## [Work task]
For each line below that holds the string "engine", add one to a tally; report that tally alone.

## [Task material]
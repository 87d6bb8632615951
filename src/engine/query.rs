//! Query results and checked column access.
//!
//! Running a filter produces a [`Dataset`]: one [`TableView`] per matching
//! table, each carrying the row count, the category, and one raw column per
//! projection slot (`None` for flag components, which have no storage).
//!
//! ## Staleness
//! Raw pointers in a view are only meaningful until the referenced table
//! changes structurally. Each view records the table's epoch at query time,
//! and each dataset records the world's dataset generation, which
//! [`World::release_datasets`] bumps. Typed access re-checks both and fails
//! with [`QueryError::StaleDataset`] or [`QueryError::ReleasedDataset`].
//!
//! ## Aliasing
//! Typed access hands out RAII guards over column memory:
//! * [`ColumnRef`] derefs to `&[T]` and holds a shared column borrow;
//! * [`ColumnMut`] derefs to `&mut [T]`, holds the exclusive borrow, and is
//!   only granted for projection slots declared [`AccessMode::Write`].
//!
//! Guards borrow the world immutably while every structural mutation needs
//! `&mut World`, so the compiler forbids changing tables while a guard is
//! alive. The per-column borrow flag covers the remaining case of two guards
//! over the same column, including from different threads.
//!
//! [`World::release_datasets`]: crate::engine::world::World::release_datasets

use std::marker::PhantomData;
use std::mem::size_of;
use std::ops::{Deref, DerefMut};
use std::ptr::NonNull;

use bytemuck::Pod;

use crate::engine::borrow::BorrowState;
use crate::engine::entity::Entity;
use crate::engine::error::QueryError;
use crate::engine::registry::TypeRegistry;
use crate::engine::storage::{RawColumn, Table};
use crate::engine::types::{AccessMode, CategoryID, ComponentID, TableID};


/// One matching table inside a [`Dataset`].
#[derive(Clone, Debug)]
pub struct TableView {
    pub(crate) table: TableID,
    pub(crate) category: CategoryID,
    pub(crate) rows: usize,
    pub(crate) epoch: u64,
    pub(crate) buffers: Vec<Option<RawColumn>>,
}

impl TableView {
    /// Table id.
    #[inline]
    pub fn table(&self) -> TableID { self.table }

    /// Category owning the table.
    #[inline]
    pub fn category(&self) -> CategoryID { self.category }

    /// Rows at query time.
    #[inline]
    pub fn rows(&self) -> usize { self.rows }

    /// Table epoch at query time.
    #[inline]
    pub fn epoch(&self) -> u64 { self.epoch }

    /// Raw column of projection `slot`; `None` for flags.
    ///
    /// The pointer is unchecked. Prefer the typed guards unless handing the
    /// memory to code that validates the dataset itself.
    #[inline]
    pub fn buffer(&self, slot: usize) -> Option<RawColumn> {
        self.buffers.get(slot).copied().flatten()
    }

    /// Number of projection slots.
    #[inline]
    pub fn slots(&self) -> usize { self.buffers.len() }
}

/// Result of one query: per-table views in ascending table order.
#[derive(Clone, Debug)]
pub struct Dataset {
    pub(crate) views: Vec<TableView>,
    pub(crate) projection: Vec<ComponentID>,
    pub(crate) access: Vec<AccessMode>,
    pub(crate) generation: u64,
}

impl Dataset {
    /// Views, one per matching table (empty tables included).
    #[inline]
    pub fn views(&self) -> &[TableView] { &self.views }

    /// Number of views.
    #[inline]
    pub fn len(&self) -> usize { self.views.len() }

    /// Returns `true` if no table matched.
    #[inline]
    pub fn is_empty(&self) -> bool { self.views.is_empty() }

    /// Sum of rows over all views.
    pub fn total_rows(&self) -> usize {
        self.views.iter().map(TableView::rows).sum()
    }

    /// Projected components in slot order.
    #[inline]
    pub fn projection(&self) -> &[ComponentID] { &self.projection }

    /// Access mode per slot.
    #[inline]
    pub fn access(&self) -> &[AccessMode] { &self.access }
}

/// Validated access to one view of a dataset.
///
/// Obtained from [`World::view`](crate::engine::world::World::view); holding
/// it keeps the world immutably borrowed.
pub struct ViewAccess<'w> {
    pub(crate) table: &'w Table,
    pub(crate) registry: &'w TypeRegistry,
    pub(crate) view: &'w TableView,
    pub(crate) projection: &'w [ComponentID],
    pub(crate) access: &'w [AccessMode],
}

impl<'w> ViewAccess<'w> {
    /// Validates `view` against the live table and builds the accessor.
    pub(crate) fn new(
        table: &'w Table,
        registry: &'w TypeRegistry,
        dataset: &'w Dataset,
        view: &'w TableView,
    ) -> Result<Self, QueryError> {
        if table.epoch() != view.epoch {
            return Err(QueryError::StaleDataset {
                table: view.table,
                captured: view.epoch,
                current: table.epoch(),
            });
        }
        Ok(Self { table, registry, view, projection: &dataset.projection, access: &dataset.access })
    }

    /// The underlying view.
    #[inline]
    pub fn view(&self) -> &'w TableView { self.view }

    /// Live rows.
    #[inline]
    pub fn rows(&self) -> usize { self.table.len() }

    /// Category of the view.
    #[inline]
    pub fn category(&self) -> CategoryID { self.view.category }

    /// Entity owning each row.
    #[inline]
    pub fn entities(&self) -> &'w [Entity] { self.table.entities() }

    /// Shared typed access to projection `slot`.
    pub fn column<T: Pod>(&self, slot: usize) -> Result<ColumnRef<'w, T>, QueryError> {
        let component = self.slot_component(slot)?;
        read_column(self.table, self.registry, component)
    }

    /// Exclusive typed access to projection `slot`.
    ///
    /// ## Errors
    /// `NotWritable` unless the slot was declared [`AccessMode::Write`].

    pub fn column_mut<T: Pod>(&self, slot: usize) -> Result<ColumnMut<'w, T>, QueryError> {
        let component = self.slot_component(slot)?;
        if self.access[slot] != AccessMode::Write {
            return Err(QueryError::NotWritable { slot });
        }
        write_column(self.table, self.registry, component)
    }

    fn slot_component(&self, slot: usize) -> Result<ComponentID, QueryError> {
        self.projection.get(slot).copied().ok_or(QueryError::ProjectionOutOfBounds(slot))
    }
}

/// Takes a shared borrow of `component`'s column in `table`.
pub(crate) fn read_column<'w, T: Pod>(
    table: &'w Table,
    registry: &TypeRegistry,
    component: ComponentID,
) -> Result<ColumnRef<'w, T>, QueryError> {
    let (raw, state) = resolve::<T>(table, registry, component)?;
    if !state.try_acquire_read() {
        return Err(QueryError::BorrowConflict { table: table.id(), component });
    }
    // SAFETY: `raw` comes from the live table, so it addresses `len * stride`
    // initialized bytes, and the read borrow excludes writers until the
    // guard drops.
    let bytes = unsafe { std::slice::from_raw_parts(raw.ptr.as_ptr(), raw.len * raw.stride) };
    match bytemuck::try_cast_slice::<u8, T>(bytes) {
        Ok(slice) => Ok(ColumnRef { slice, state }),
        Err(_) => {
            state.release_read();
            Err(type_mismatch::<T>(component, raw.stride))
        }
    }
}

/// Takes the exclusive borrow of `component`'s column in `table`.
pub(crate) fn write_column<'w, T: Pod>(
    table: &'w Table,
    registry: &TypeRegistry,
    component: ComponentID,
) -> Result<ColumnMut<'w, T>, QueryError> {
    let (raw, state) = resolve::<T>(table, registry, component)?;
    if !state.try_acquire_write() {
        return Err(QueryError::BorrowConflict { table: table.id(), component });
    }
    // SAFETY: as in `read_column`, and the write borrow makes this the only
    // live reference to the column.
    let bytes = unsafe { std::slice::from_raw_parts_mut(raw.ptr.as_ptr(), raw.len * raw.stride) };
    match bytemuck::try_cast_slice_mut::<u8, T>(bytes) {
        Ok(slice) => Ok(ColumnMut {
            ptr: NonNull::from(&mut slice[..]).cast(),
            len: slice.len(),
            state,
            _marker: PhantomData,
        }),
        Err(_) => {
            state.release_write();
            Err(type_mismatch::<T>(component, raw.stride))
        }
    }
}

fn resolve<'w, T: Pod>(
    table: &'w Table,
    registry: &TypeRegistry,
    component: ComponentID,
) -> Result<(RawColumn, &'w BorrowState), QueryError> {
    let missing = QueryError::MissingComponent { table: table.id(), component };
    let descriptor = registry.descriptor(component).ok_or(missing.clone())?;
    if descriptor.is_flag() {
        return Err(QueryError::FlagComponent(component));
    }
    if descriptor.size != size_of::<T>() {
        return Err(type_mismatch::<T>(component, descriptor.size));
    }
    let index = table.column_index(component).ok_or(missing.clone())?;
    let raw = table.raw_buffer(index).ok_or(missing.clone())?;
    let state = table.column(index).map(|column| column.borrow_state()).ok_or(missing)?;
    Ok((raw, state))
}

fn type_mismatch<T>(component: ComponentID, registered: usize) -> QueryError {
    QueryError::TypeMismatch { component, registered, requested: size_of::<T>() }
}

/// Shared guard over one column.
#[derive(Debug)]
pub struct ColumnRef<'w, T> {
    slice: &'w [T],
    state: &'w BorrowState,
}

impl<T> Deref for ColumnRef<'_, T> {
    type Target = [T];
    fn deref(&self) -> &[T] { self.slice }
}

impl<T> Drop for ColumnRef<'_, T> {
    fn drop(&mut self) { self.state.release_read(); }
}

/// Exclusive guard over one column.
pub struct ColumnMut<'w, T> {
    ptr: NonNull<T>,
    len: usize,
    state: &'w BorrowState,
    _marker: PhantomData<&'w mut [T]>,
}

// SAFETY: the guard behaves like `&mut [T]` for `T: Pod` (which is `Send + Sync`).
unsafe impl<T: Pod> Send for ColumnMut<'_, T> {}
unsafe impl<T: Pod> Sync for ColumnMut<'_, T> {}

impl<T> Deref for ColumnMut<'_, T> {
    type Target = [T];
    fn deref(&self) -> &[T] {
        // SAFETY: `ptr`/`len` came from a valid slice and the write borrow is held.
        unsafe { std::slice::from_raw_parts(self.ptr.as_ptr(), self.len) }
    }
}

impl<T> DerefMut for ColumnMut<'_, T> {
    fn deref_mut(&mut self) -> &mut [T] {
        // SAFETY: as above; `&mut self` keeps this the only slice handed out.
        unsafe { std::slice::from_raw_parts_mut(self.ptr.as_ptr(), self.len) }
    }
}

impl<T> Drop for ColumnMut<'_, T> {
    fn drop(&mut self) { self.state.release_write(); }
}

## [Written response]
9